Les « je » des quatre nouvelles de Soluto n’ont rien de glorieux (euphémisme…). Le premier est un meurtrier violeur quoique chirurgien émérite. Le second : une brute schizophrène plus ou moins épaisse, parlée par les fantômes qui le hantent. Le troisième un pâle ersatz mal dégrossi de l’enfance, interné en psychiatrie suite à une curiosité mal placée. Le dernier : un peintre — semblable de l’auteur ? — parfait dragueur de supermarché à la Dutronc de la belle époque et avide de proies alimentaires. Chacun se dit en un soliloque. Un tel monologue avec soi-même devient l’art de voir sans être vu, de tenter de sortir du regard de Dieu ou du Diable et de savoir qui — voire même si — ils sont.

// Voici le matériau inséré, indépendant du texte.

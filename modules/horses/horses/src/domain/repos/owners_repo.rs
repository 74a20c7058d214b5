use async_trait::async_trait;
use horses_sdk::{NewOwner, Owner, OwnerSearch};

use crate::domain::error::DomainError;

/// Repository trait for Owner persistence operations.
#[async_trait]
pub trait OwnersRepository: Send + Sync {
    async fn get_by_id(&self, id: i64) -> Result<Owner, DomainError>;

    /// Best-effort batch fetch: ids without a row are silently left out.
    async fn get_all_by_id(&self, ids: &[i64]) -> Result<Vec<Owner>, DomainError>;

    async fn search(&self, criteria: &OwnerSearch) -> Result<Vec<Owner>, DomainError>;

    async fn create(&self, owner: NewOwner) -> Result<Owner, DomainError>;

    async fn delete(&self, id: i64) -> Result<(), DomainError>;
}
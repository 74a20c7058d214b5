use horses_sdk::{Horse, HorseUpdate, NewHorse, NewOwner, Owner, Sex};
use sea_orm::{NotSet, Set};

use super::entity::{HorseSex, horse, owner};

impl From<Sex> for HorseSex {
    fn from(sex: Sex) -> Self {
        match sex {
            Sex::Female => HorseSex::Female,
            Sex::Male => HorseSex::Male,
        }
    }
}

impl From<HorseSex> for Sex {
    fn from(sex: HorseSex) -> Self {
        match sex {
            HorseSex::Female => Sex::Female,
            HorseSex::Male => Sex::Male,
        }
    }
}

/// Convert a database entity to a contract model
impl From<horse::Model> for Horse {
    fn from(m: horse::Model) -> Self {
        Self {
            id: m.id,
            name: m.name,
            description: m.description,
            date_of_birth: m.date_of_birth,
            sex: m.sex.into(),
            image: m.image,
            owner_id: m.owner_id,
            parent_female_id: m.parent_female_id,
            parent_male_id: m.parent_male_id,
        }
    }
}

impl From<owner::Model> for Owner {
    fn from(m: owner::Model) -> Self {
        Self {
            id: m.id,
            first_name: m.first_name,
            last_name: m.last_name,
            email: m.email,
            description: m.description,
        }
    }
}

/// Insert model; the id is generated by the store.
impl From<NewHorse> for horse::ActiveModel {
    fn from(h: NewHorse) -> Self {
        Self {
            id: NotSet,
            name: Set(h.name),
            description: Set(h.description),
            date_of_birth: Set(h.date_of_birth),
            sex: Set(h.sex.into()),
            image: Set(h.image),
            owner_id: Set(h.owner_id),
            parent_female_id: Set(h.parent_female_id),
            parent_male_id: Set(h.parent_male_id),
        }
    }
}

/// Column values of a full-row update. The id stays unset and goes into the filter.
impl From<HorseUpdate> for horse::ActiveModel {
    fn from(h: HorseUpdate) -> Self {
        Self {
            id: NotSet,
            name: Set(h.name),
            description: Set(h.description),
            date_of_birth: Set(h.date_of_birth),
            sex: Set(h.sex.into()),
            image: Set(h.image),
            owner_id: Set(h.owner_id),
            parent_female_id: Set(h.parent_female_id),
            parent_male_id: Set(h.parent_male_id),
        }
    }
}

impl From<NewOwner> for owner::ActiveModel {
    fn from(o: NewOwner) -> Self {
        Self {
            id: NotSet,
            first_name: Set(o.first_name),
            last_name: Set(o.last_name),
            email: Set(o.email),
            description: Set(o.description),
        }
    }
}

Derrière la glace sans tain que propose Soluto, le lecteur se fait voyeur de ce qui forcément doit — ou devrait — l’effrayer. Les « héros » narrateurs sont chacun à leur manière des pervers narcissiques. Les autres sont pour eux moins enfer que viande. L’auteur sort ses personnages de l’ombre moins pour les sauver (ils sont indéfendables) que pour nous mettre perfidement en connivence avec eux par leurs confidences. Et — « hélas »…- le charme opère : moins par ce qu’ils sont (du moins on se l’espère pour soi-même) que par l’écriture qui les révèle. L’argot de Soluto est astucieux : Dard n’est jamais loin mais c’est surtout Queneau (des grands jours) et Céline qui oeuvrent en filigrane. Le livre est sans doute trop immoral pour recevoir les mérites dont il fut sevré. Néanmoins, quatre ans après sa partition il serait temps de réviser le tir face à des nouvelles dont l’errance statique travaille l’impensable, l’indéfinissable et l’expulsion de la dimension vitale de la vie.

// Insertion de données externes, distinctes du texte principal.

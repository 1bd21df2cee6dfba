use std::sync::Arc;

use lingo_core::model::{
    LanguageId, LanguageProgress, LessonOutcome, ProgressBook, ProgressStats,
};
use storage::repository::ProgressRepository;
use tokio::sync::Mutex;

use crate::error::ProgressServiceError;
use crate::Clock;

/// Tracks per-language quiz results and total XP, persisting every change.
///
/// The book lock is held across the write, so a completion and its
/// persistence finish before the next mutation starts.
pub struct ProgressService {
    clock: Clock,
    repo: Arc<dyn ProgressRepository>,
    book: Mutex<ProgressBook>,
}

impl ProgressService {
    /// Load persisted progress.
    ///
    /// Unreadable or malformed progress is discarded and the service starts
    /// from an empty book with zero XP.
    pub async fn load(clock: Clock, repo: Arc<dyn ProgressRepository>) -> Self {
        let book = match repo.load_progress().await {
            Ok(book) => book,
            Err(err) => {
                tracing::warn!("Discarding unreadable progress, starting empty: {}", err);
                ProgressBook::new()
            }
        };
        tracing::debug!(
            languages = book.languages().len(),
            total_xp = book.total_xp(),
            "progress loaded"
        );

        Self {
            clock,
            repo,
            book: Mutex::new(book),
        }
    }

    /// Record a finished lesson and return the XP it earned (10 per correct answer).
    ///
    /// Not idempotent: each call counts as another completed lesson.
    ///
    /// # Errors
    ///
    /// Returns `ProgressServiceError::InvalidLessonData` if `total_questions`
    /// is zero or `score` exceeds it. Nothing is changed in that case.
    pub async fn record_completion(
        &self,
        language: &LanguageId,
        score: u32,
        total_questions: u32,
    ) -> Result<u64, ProgressServiceError> {
        let outcome = LessonOutcome::new(score, total_questions)?;
        Ok(self.record_outcome(language.clone(), outcome).await)
    }

    /// Record an already validated outcome. See [`Self::record_completion`].
    pub async fn record_outcome(&self, language: LanguageId, outcome: LessonOutcome) -> u64 {
        let mut book = self.book.lock().await;
        let xp = book.record_completion(language.clone(), outcome, self.clock.now());
        tracing::debug!(
            language = %language,
            score = outcome.score(),
            total_questions = outcome.total_questions(),
            xp,
            "lesson completion recorded"
        );
        self.persist(&book).await;
        xp
    }

    /// `None` until a lesson has been completed in this language.
    pub async fn language_progress(&self, language: &LanguageId) -> Option<LanguageProgress> {
        self.book.lock().await.get(language).cloned()
    }

    pub async fn total_xp(&self) -> u64 {
        self.book.lock().await.total_xp()
    }

    pub async fn snapshot(&self) -> ProgressBook {
        self.book.lock().await.clone()
    }

    pub async fn stats(&self) -> ProgressStats {
        self.book.lock().await.stats()
    }

    /// Erase all progress and XP. Callers confirm with the user first.
    pub async fn reset(&self) {
        let mut book = self.book.lock().await;
        book.reset();
        tracing::info!("progress reset");
        self.persist(&book).await;
    }

    async fn persist(&self, book: &ProgressBook) {
        if let Err(err) = self.repo.save_progress(book).await {
            tracing::warn!("Failed to save progress: {}", err);
        }
    }
}

#[cfg(test)]
mod tests {
    use super::*;

    use async_trait::async_trait;
    use lingo_core::model::ProgressError;
    use lingo_core::time::{fixed_clock, fixed_now};
    use storage::repository::{InMemoryStore, KeyValueStore, StorageError};
    use storage::StorageKey;

    fn spanish() -> LanguageId {
        LanguageId::new("spanish").unwrap()
    }

    async fn fresh() -> (ProgressService, InMemoryStore) {
        let store = InMemoryStore::new();
        let service = ProgressService::load(fixed_clock(), Arc::new(store.clone())).await;
        (service, store)
    }

    /// Store whose reads and writes always fail.
    struct BrokenStore;

    #[async_trait]
    impl KeyValueStore for BrokenStore {
        async fn get(&self, _key: StorageKey) -> Result<Option<String>, StorageError> {
            Err(StorageError::Connection("disk gone".into()))
        }

        async fn set_many(&self, _entries: &[(StorageKey, String)]) -> Result<(), StorageError> {
            Err(StorageError::Connection("disk gone".into()))
        }

        async fn remove(&self, _key: StorageKey) -> Result<(), StorageError> {
            Err(StorageError::Connection("disk gone".into()))
        }
    }

    #[tokio::test]
    async fn completion_scenarios_match_expected_progress() {
        let (service, _store) = fresh().await;

        assert_eq!(service.record_completion(&spanish(), 4, 5).await.unwrap(), 40);
        let progress = service.language_progress(&spanish()).await.unwrap();
        assert_eq!(progress.last_score(), 80);
        assert_eq!(progress.total_questions(), 5);
        assert_eq!(progress.completed_lessons(), 1);
        assert_eq!(progress.high_score(), 80);
        assert_eq!(progress.last_completed(), Some(fixed_now()));

        assert_eq!(service.record_completion(&spanish(), 2, 5).await.unwrap(), 20);
        let progress = service.language_progress(&spanish()).await.unwrap();
        assert_eq!(progress.last_score(), 40);
        assert_eq!(progress.high_score(), 80);
        assert_eq!(progress.completed_lessons(), 2);

        let french = LanguageId::new("french").unwrap();
        assert_eq!(service.record_completion(&french, 0, 5).await.unwrap(), 0);
        let progress = service.language_progress(&french).await.unwrap();
        assert_eq!(progress.last_score(), 0);
        assert_eq!(progress.high_score(), 0);
        assert_eq!(progress.completed_lessons(), 1);

        assert_eq!(service.total_xp().await, 60);
    }

    #[tokio::test]
    async fn xp_is_ten_per_correct_answer_and_sums() {
        let (service, _store) = fresh().await;
        let mut expected = 0;
        for total in 1..=6_u32 {
            for score in 0..=total {
                let xp = service.record_completion(&spanish(), score, total).await.unwrap();
                assert_eq!(xp, u64::from(score) * 10);
                expected += xp;
            }
        }
        assert_eq!(service.total_xp().await, expected);
        let progress = service.language_progress(&spanish()).await.unwrap();
        assert_eq!(progress.completed_lessons(), 27);
        assert_eq!(progress.high_score(), 100);
    }

    #[tokio::test]
    async fn invalid_lesson_data_changes_nothing() {
        let (service, store) = fresh().await;

        let err = service.record_completion(&spanish(), 0, 0).await.unwrap_err();
        assert!(matches!(
            err,
            ProgressServiceError::InvalidLessonData(ProgressError::InvalidLessonData { .. })
        ));
        assert!(service.record_completion(&spanish(), 6, 5).await.is_err());

        assert!(service.language_progress(&spanish()).await.is_none());
        assert_eq!(service.total_xp().await, 0);
        assert_eq!(store.get(StorageKey::ProgressXp).await.unwrap(), None);
    }

    #[tokio::test]
    async fn every_completion_is_persisted_before_returning() {
        let (service, store) = fresh().await;
        service.record_completion(&spanish(), 3, 5).await.unwrap();

        let reloaded = ProgressService::load(fixed_clock(), Arc::new(store.clone())).await;
        assert_eq!(reloaded.snapshot().await, service.snapshot().await);
        assert_eq!(reloaded.total_xp().await, 30);
    }

    #[tokio::test]
    async fn reset_survives_reload() {
        let (service, store) = fresh().await;
        service.record_completion(&spanish(), 5, 5).await.unwrap();
        service.reset().await;

        assert!(service.snapshot().await.is_empty());
        let reloaded = ProgressService::load(fixed_clock(), Arc::new(store)).await;
        assert!(reloaded.snapshot().await.languages().is_empty());
        assert_eq!(reloaded.total_xp().await, 0);
    }

    #[tokio::test]
    async fn malformed_state_loads_as_empty() {
        let store = InMemoryStore::new();
        store
            .set(StorageKey::ProgressData, "{\"spanish\": 12}".to_string())
            .await
            .unwrap();
        store
            .set(StorageKey::ProgressXp, "250".to_string())
            .await
            .unwrap();

        let service = ProgressService::load(fixed_clock(), Arc::new(store)).await;
        assert!(service.snapshot().await.is_empty());
        assert_eq!(service.total_xp().await, 0);
    }

    #[tokio::test]
    async fn unavailable_storage_is_not_fatal() {
        let service = ProgressService::load(fixed_clock(), Arc::new(BrokenStore)).await;
        assert_eq!(service.total_xp().await, 0);

        let xp = service.record_completion(&spanish(), 2, 4).await.unwrap();
        assert_eq!(xp, 20);
        assert_eq!(service.total_xp().await, 20);
        service.reset().await;
        assert_eq!(service.total_xp().await, 0);
    }

    #[tokio::test]
    async fn stats_follow_completions() {
        let (service, _store) = fresh().await;
        service.record_completion(&spanish(), 4, 5).await.unwrap();
        service
            .record_completion(&LanguageId::new("german").unwrap(), 5, 5)
            .await
            .unwrap();

        let stats = service.stats().await;
        assert_eq!(stats.total_xp, 90);
        assert_eq!(stats.total_lessons, 2);
        assert_eq!(stats.languages_started, 2);
        assert_eq!(stats.total_correct_answers, 9);
    }
}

Par leur assèchement émotionnel et sensoriel, face à leur vide, les personnages de Soluto ne sont ni paranoïaques, ni hystériques, à peine des affligés. Ils cherchent désormais des mots non pour se dire mais se trouver n’étant d’une certaine façon jamais nés. Tous se revendiquent comme des « Pas moi » sans organes (ou si peu) capables de relier leur corps à des sensations. Il ne reste que leur bouche. Elle semble échapper elle-même au corps et à sa fonction sensorielle… La seule mastication demeure celle de ces mots qui ne cherchent même plus à deviner de quoi il retourne du monde. Ces aveux tiennent des plus horribles blagues.
Soluto de facto souligne par la bande qu’il n’existe plus d’individualisation mais seulement une évocation de la désintégration de l’être. Même son peintre avide de Monoprix est un monomaniaque. La partie est jouée car elle l’était déjà depuis toujours. L’extinction de la morale donne aux nouvelles une intensité rare. Elle ouvre la perception à un autre royaume : celui où l’ombre règne, où elle est convoquée par l’Imaginaire créateur d’un lieu inédit. Elle agit moins sur le moteur du monde que celui d’un broyeur immense. De l’homme, il ne reste que du monstre ou du clown. Il faut le contempler avec une sérénité teintée de malaise, un plaisir presque amusé et inquiet puisque l’auteur tend le miroir le plus horrible : celui de nos semblables, nos frères.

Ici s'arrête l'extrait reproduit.